Exercise directions |
Count every line of the listing where the string "Mutex" occurs, and reply with the count alone.

Provided records |

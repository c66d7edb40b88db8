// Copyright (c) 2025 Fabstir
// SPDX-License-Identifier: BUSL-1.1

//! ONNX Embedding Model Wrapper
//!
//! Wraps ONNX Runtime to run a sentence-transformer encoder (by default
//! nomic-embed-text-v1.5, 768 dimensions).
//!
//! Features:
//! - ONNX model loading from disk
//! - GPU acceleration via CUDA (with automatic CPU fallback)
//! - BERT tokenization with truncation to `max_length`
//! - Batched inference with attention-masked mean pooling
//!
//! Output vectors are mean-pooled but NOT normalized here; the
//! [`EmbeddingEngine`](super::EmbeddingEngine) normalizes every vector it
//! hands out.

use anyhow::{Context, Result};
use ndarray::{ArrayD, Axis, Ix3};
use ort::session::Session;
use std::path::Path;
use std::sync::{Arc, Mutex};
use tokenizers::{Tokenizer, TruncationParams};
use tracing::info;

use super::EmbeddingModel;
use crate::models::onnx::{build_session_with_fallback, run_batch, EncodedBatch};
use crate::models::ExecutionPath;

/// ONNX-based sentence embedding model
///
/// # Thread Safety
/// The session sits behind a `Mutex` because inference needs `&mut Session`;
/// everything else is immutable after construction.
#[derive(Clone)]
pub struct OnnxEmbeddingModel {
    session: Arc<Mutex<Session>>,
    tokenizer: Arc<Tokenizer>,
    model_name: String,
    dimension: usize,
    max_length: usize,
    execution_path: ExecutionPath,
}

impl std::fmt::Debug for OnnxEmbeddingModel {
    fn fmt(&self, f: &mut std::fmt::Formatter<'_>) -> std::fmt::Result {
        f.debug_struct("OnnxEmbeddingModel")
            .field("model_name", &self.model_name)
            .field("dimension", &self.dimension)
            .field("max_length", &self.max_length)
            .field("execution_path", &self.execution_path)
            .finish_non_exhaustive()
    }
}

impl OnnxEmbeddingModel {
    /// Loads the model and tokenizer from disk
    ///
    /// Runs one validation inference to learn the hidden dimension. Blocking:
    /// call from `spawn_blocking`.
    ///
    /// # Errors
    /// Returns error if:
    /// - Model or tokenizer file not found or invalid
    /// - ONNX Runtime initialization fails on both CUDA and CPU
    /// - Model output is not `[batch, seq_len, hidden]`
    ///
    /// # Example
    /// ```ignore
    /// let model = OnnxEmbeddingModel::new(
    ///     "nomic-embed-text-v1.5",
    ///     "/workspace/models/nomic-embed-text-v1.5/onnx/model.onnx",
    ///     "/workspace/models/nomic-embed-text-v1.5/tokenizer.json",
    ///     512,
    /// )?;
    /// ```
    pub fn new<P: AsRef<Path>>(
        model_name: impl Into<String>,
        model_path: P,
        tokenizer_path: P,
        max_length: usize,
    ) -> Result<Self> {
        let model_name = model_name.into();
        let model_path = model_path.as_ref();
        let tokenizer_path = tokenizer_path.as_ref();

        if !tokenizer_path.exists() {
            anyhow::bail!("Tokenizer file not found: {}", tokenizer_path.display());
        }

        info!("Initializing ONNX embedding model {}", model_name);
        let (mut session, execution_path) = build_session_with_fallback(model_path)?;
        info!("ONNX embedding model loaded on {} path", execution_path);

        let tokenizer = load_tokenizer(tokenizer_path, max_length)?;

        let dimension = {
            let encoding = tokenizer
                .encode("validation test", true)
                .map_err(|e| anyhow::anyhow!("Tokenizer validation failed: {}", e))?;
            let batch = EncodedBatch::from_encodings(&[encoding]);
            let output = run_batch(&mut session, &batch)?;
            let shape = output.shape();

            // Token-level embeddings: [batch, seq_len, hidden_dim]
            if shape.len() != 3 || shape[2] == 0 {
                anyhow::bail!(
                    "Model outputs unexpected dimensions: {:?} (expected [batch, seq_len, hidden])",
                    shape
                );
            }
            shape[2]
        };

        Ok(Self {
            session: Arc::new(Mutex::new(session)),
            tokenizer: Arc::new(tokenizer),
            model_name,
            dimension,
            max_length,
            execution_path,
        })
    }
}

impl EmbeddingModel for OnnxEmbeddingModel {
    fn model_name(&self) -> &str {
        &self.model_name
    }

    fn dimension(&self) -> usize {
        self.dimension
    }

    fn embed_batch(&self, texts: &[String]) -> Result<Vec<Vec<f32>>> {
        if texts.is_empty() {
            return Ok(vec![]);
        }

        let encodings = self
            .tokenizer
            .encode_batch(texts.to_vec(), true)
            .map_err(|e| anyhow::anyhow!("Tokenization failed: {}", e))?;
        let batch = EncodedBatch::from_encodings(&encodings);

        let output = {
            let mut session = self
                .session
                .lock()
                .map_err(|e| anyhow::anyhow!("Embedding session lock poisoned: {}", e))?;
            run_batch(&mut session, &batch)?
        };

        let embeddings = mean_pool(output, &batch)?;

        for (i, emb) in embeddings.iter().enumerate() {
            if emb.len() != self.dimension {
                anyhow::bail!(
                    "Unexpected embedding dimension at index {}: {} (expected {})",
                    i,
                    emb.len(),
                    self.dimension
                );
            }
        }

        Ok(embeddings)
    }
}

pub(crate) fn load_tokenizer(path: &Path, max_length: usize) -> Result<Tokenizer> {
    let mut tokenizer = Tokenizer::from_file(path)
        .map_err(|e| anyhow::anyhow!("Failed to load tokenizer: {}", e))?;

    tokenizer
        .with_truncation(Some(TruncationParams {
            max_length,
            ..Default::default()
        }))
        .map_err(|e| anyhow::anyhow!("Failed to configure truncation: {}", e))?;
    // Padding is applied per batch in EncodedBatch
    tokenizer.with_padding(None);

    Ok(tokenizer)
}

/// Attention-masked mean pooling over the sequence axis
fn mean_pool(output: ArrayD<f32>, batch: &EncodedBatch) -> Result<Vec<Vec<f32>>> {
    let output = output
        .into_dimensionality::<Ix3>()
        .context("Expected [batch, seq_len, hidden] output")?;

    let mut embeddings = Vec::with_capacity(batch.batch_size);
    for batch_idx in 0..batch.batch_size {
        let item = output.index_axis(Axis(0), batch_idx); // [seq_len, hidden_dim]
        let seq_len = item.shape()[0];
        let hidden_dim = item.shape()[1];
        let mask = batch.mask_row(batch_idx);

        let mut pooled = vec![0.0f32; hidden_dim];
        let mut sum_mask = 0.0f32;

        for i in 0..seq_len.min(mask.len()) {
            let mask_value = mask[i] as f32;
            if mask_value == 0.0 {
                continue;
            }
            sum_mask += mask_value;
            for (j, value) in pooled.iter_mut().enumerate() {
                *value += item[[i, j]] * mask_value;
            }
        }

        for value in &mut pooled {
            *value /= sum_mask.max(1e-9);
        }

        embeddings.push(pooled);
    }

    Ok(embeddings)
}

Solution |
4